The Importance of Asset Allocation (or misallocation!!)

There are lessons that can be learned from military history and applied in other fields.

Take, for example, the unexpected fall of Singapore in World War II. Known as the Gibraltar of the East, Singapore’s defence seemed unbeatable, with massive guns pointing to the sea, waiting on a naval attack.

However, the actual assault came through the Malayan jungle, where the guns couldn’t even aim.

Without a doubt, this strategic blunder resulted from putting resources in the wrong place and had severe consequences.

Singapore fell due to a mistaken assumption about the threat’s direction.

Now, many modern-day investors are being misled about the ultimate threat to their financial security.

Guns Facing The Wrong Direction

Investors are bombarded by internet gurus telling them about the danger of high fees, with the adviser’s cost coming under the spotlight.

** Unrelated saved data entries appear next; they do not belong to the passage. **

//! HTTP request handlers

pub mod health;
pub mod item_weight_measure;

pub use health::*;
pub use item_weight_measure::*;
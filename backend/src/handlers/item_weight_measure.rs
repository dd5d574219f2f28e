//! HTTP handlers for the Item Weight Measure form

use axum::{
    extract::{Path, State},
    Json,
};
use serde::{Deserialize, Serialize};
use shared::{FormState, GenerationSummary, ResetOutcome, ResultTable};

use crate::error::AppResult;
use crate::services::{EditRowInput, UpdateQueryInput};
use crate::AppState;

#[derive(Debug, Default, Deserialize)]
pub struct ResetToZeroInput {
    #[serde(default)]
    pub confirmed: bool,
}

#[derive(Serialize)]
pub struct ResetToZeroResponse {
    #[serde(flatten)]
    pub outcome: ResetOutcome,
    pub form: FormState,
}

/// Get the current form
pub async fn get_form(State(state): State<AppState>) -> Json<FormState> {
    Json(state.form.snapshot().await)
}

/// `onload` lifecycle event
pub async fn on_load(State(state): State<AppState>) -> Json<FormState> {
    Json(state.form.on_load().await)
}

/// `refresh` lifecycle event
pub async fn on_refresh(State(state): State<AppState>) -> Json<FormState> {
    Json(state.form.on_refresh().await)
}

/// Replace the form filters
pub async fn update_query(
    State(state): State<AppState>,
    Json(input): Json<UpdateQueryInput>,
) -> AppResult<Json<FormState>> {
    let form = state.form.update_query(input).await?;
    Ok(Json(form))
}

/// `generate` action
pub async fn generate(State(state): State<AppState>) -> AppResult<Json<GenerationSummary>> {
    let summary = state.form.generate().await?;
    Ok(Json(summary))
}

/// Edit the quantity of one row in one result table
pub async fn edit_row(
    State(state): State<AppState>,
    Path((table, index)): Path<(ResultTable, usize)>,
    Json(input): Json<EditRowInput>,
) -> AppResult<Json<FormState>> {
    let form = state.form.edit_row(table, index, input).await?;
    Ok(Json(form))
}

/// `reset_to_zero` action
pub async fn reset_to_zero(
    State(state): State<AppState>,
    input: Option<Json<ResetToZeroInput>>,
) -> Json<ResetToZeroResponse> {
    let confirmed = input.map(|Json(i)| i.confirmed).unwrap_or(false);
    let (outcome, form) = state.form.reset_to_zero(confirmed).await;
    Json(ResetToZeroResponse { outcome, form })
}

Indeed, this has led to many investors believing that a DIY approach is the optimal strategy.

While we acknowledge that some investors have the ability and discipline to follow a DIY approach, unfortunately, we see too many examples of investors working in isolation, leading to suboptimal results.

We frequently see clients making poor asset allocation decisions: how much to allocate to equities, bonds, and cash.

Mostly, with a heavy leaning towards cash.

This complex decision must weigh the investor’s time frame, goals, attitude to investing risks, and emotional makeup.

Research shows that over 90% of a portfolio’s return can be attributed to this single decision.

We encounter too many investors who misunderstand the path to success. When we have helped clients correct their approach, the value has far exceeded our advice fees.

While it’s true that high fees can eat into returns over time, fixating on them can distract from more crucial aspects that significantly impact investment success.

It’s time we face the guns in the correct direction.

The Critical Link Between Asset Allocation and Behaviour

A successful investment strategy starts with knowing how to allocate assets correctly.

Our best ally in this war is a good understanding of market history.

While equities (the ownership of the great companies of the world) has been the primary driver of global markets, too many investors have shied (and still shy) away from this asset class for fear of the frequent but temporary declines they experience.

Many long-term investors who can withstand short-term losses have given up real wealth to avoid the emotional stress of unpredictable markets.

Some investors willingly accept this trade-off, understanding what it means.

But too many investors don’t realise what they’re giving up or what other options they have.

This is the great tragedy of asset misallocation.

There are countless examples of clients who have prospered thanks to a simple change in mindset aided by a caring adviser.

As I write this, I am thinking of one in particular this week who we had our forward planning review.

They come to us cash heavy, wary of investing as there was a historical issue there.

However, their investment is showing a 24.3% total return net of fees.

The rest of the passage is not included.